> **Data**:
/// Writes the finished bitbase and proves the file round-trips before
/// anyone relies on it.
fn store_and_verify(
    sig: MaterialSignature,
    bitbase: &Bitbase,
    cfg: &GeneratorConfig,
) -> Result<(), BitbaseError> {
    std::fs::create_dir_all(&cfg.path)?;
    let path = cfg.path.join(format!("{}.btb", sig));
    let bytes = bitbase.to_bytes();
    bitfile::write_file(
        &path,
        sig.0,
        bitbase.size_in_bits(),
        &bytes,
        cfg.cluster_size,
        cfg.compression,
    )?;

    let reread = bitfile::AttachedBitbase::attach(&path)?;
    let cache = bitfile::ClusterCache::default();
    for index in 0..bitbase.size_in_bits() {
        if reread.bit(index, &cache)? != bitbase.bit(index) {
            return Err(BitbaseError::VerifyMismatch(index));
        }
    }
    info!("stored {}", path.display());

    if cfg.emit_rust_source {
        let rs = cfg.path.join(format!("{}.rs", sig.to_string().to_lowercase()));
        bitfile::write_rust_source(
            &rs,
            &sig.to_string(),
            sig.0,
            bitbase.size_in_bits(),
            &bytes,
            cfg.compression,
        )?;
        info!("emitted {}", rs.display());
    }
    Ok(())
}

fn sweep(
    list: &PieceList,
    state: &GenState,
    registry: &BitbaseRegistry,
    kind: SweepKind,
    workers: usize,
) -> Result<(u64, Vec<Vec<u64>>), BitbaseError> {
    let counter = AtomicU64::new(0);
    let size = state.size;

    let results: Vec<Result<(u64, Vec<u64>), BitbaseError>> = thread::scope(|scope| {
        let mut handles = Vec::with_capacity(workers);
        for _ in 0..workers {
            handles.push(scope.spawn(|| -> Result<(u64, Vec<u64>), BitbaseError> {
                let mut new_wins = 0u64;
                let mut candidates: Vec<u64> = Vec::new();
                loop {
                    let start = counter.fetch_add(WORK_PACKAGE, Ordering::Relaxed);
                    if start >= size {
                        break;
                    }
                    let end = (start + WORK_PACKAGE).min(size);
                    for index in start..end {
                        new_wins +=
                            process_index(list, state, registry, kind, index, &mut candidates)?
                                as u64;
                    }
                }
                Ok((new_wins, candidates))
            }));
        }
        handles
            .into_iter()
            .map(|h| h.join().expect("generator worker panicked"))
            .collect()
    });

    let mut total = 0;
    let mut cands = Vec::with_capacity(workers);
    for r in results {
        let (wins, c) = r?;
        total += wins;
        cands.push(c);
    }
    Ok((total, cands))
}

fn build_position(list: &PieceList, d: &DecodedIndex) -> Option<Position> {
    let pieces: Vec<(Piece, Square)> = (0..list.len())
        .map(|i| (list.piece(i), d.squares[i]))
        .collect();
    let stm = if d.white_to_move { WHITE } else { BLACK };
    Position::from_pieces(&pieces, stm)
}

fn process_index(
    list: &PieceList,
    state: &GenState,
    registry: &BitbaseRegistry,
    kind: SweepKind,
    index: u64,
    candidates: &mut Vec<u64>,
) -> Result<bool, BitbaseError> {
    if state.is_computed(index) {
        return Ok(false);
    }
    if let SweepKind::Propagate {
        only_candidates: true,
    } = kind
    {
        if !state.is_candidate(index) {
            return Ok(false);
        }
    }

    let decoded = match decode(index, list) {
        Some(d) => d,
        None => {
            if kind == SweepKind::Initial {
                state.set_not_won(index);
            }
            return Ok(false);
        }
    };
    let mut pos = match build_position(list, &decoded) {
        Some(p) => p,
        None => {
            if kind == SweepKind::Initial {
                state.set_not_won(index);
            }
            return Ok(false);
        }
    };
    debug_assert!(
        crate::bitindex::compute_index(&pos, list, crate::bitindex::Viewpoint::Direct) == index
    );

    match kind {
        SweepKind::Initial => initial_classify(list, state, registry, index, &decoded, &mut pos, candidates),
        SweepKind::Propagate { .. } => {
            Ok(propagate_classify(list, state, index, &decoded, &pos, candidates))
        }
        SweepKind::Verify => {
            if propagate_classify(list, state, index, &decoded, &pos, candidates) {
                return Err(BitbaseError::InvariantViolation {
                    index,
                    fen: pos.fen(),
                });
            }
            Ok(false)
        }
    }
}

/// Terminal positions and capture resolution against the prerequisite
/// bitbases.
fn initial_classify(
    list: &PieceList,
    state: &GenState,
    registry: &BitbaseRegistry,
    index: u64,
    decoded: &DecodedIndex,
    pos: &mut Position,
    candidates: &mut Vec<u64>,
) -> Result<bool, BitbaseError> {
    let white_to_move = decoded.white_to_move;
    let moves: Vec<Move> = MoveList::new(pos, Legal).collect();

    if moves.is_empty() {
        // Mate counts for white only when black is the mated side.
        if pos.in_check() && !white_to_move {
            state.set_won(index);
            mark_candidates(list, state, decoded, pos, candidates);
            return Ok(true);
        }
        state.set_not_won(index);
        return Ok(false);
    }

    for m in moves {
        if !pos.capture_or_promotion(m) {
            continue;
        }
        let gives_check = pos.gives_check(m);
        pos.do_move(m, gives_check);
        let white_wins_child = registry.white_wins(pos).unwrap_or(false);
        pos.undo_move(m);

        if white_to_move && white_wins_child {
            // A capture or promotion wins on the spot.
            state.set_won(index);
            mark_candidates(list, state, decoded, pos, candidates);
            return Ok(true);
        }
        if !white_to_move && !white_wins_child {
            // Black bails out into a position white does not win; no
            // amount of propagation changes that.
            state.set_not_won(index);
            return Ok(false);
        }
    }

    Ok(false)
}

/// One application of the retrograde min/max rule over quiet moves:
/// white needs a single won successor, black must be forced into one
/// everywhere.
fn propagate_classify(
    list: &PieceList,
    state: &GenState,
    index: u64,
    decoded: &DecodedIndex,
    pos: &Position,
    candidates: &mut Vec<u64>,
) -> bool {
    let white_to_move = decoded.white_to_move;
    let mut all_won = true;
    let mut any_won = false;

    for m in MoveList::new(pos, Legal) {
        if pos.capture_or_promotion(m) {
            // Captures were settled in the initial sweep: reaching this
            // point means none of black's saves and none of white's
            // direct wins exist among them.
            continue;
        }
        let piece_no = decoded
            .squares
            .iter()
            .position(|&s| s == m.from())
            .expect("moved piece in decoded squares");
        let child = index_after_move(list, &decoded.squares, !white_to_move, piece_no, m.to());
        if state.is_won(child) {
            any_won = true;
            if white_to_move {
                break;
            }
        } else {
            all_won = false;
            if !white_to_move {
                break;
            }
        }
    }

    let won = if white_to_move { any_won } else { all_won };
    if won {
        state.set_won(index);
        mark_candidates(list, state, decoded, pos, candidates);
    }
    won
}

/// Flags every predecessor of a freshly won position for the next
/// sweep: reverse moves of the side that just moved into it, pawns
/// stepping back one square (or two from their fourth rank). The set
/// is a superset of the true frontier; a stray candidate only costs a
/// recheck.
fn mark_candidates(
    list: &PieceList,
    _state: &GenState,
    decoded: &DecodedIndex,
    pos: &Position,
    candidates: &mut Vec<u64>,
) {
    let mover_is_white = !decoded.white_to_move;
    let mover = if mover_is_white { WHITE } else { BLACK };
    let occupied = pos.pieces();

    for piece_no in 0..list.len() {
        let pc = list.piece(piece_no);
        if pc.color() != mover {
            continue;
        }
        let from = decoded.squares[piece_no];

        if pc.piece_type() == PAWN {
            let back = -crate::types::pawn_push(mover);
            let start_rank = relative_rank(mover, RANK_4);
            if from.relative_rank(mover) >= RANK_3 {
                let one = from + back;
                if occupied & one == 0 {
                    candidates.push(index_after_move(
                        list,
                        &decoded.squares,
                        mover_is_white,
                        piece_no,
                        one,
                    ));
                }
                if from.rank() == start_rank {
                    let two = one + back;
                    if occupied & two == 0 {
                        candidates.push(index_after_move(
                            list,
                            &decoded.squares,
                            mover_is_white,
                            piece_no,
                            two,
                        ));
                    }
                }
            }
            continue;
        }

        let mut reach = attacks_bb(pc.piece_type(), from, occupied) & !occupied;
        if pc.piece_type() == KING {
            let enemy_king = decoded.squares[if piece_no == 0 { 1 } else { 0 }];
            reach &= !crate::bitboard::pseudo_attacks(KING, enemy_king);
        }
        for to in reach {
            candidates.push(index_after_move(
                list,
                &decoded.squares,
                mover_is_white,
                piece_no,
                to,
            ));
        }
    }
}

> **Task details**:
Word for word, set down the lines from the beginning of the records through the line that holds "let size = state.size;". Leave out the rest.

> **Problem solution**:
/// Writes the finished bitbase and proves the file round-trips before
/// anyone relies on it.
fn store_and_verify(
    sig: MaterialSignature,
    bitbase: &Bitbase,
    cfg: &GeneratorConfig,
) -> Result<(), BitbaseError> {
    std::fs::create_dir_all(&cfg.path)?;
    let path = cfg.path.join(format!("{}.btb", sig));
    let bytes = bitbase.to_bytes();
    bitfile::write_file(
        &path,
        sig.0,
        bitbase.size_in_bits(),
        &bytes,
        cfg.cluster_size,
        cfg.compression,
    )?;

    let reread = bitfile::AttachedBitbase::attach(&path)?;
    let cache = bitfile::ClusterCache::default();
    for index in 0..bitbase.size_in_bits() {
        if reread.bit(index, &cache)? != bitbase.bit(index) {
            return Err(BitbaseError::VerifyMismatch(index));
        }
    }
    info!("stored {}", path.display());

    if cfg.emit_rust_source {
        let rs = cfg.path.join(format!("{}.rs", sig.to_string().to_lowercase()));
        bitfile::write_rust_source(
            &rs,
            &sig.to_string(),
            sig.0,
            bitbase.size_in_bits(),
            &bytes,
            cfg.compression,
        )?;
        info!("emitted {}", rs.display());
    }
    Ok(())
}

fn sweep(
    list: &PieceList,
    state: &GenState,
    registry: &BitbaseRegistry,
    kind: SweepKind,
    workers: usize,
) -> Result<(u64, Vec<Vec<u64>>), BitbaseError> {
    let counter = AtomicU64::new(0);
    let size = state.size;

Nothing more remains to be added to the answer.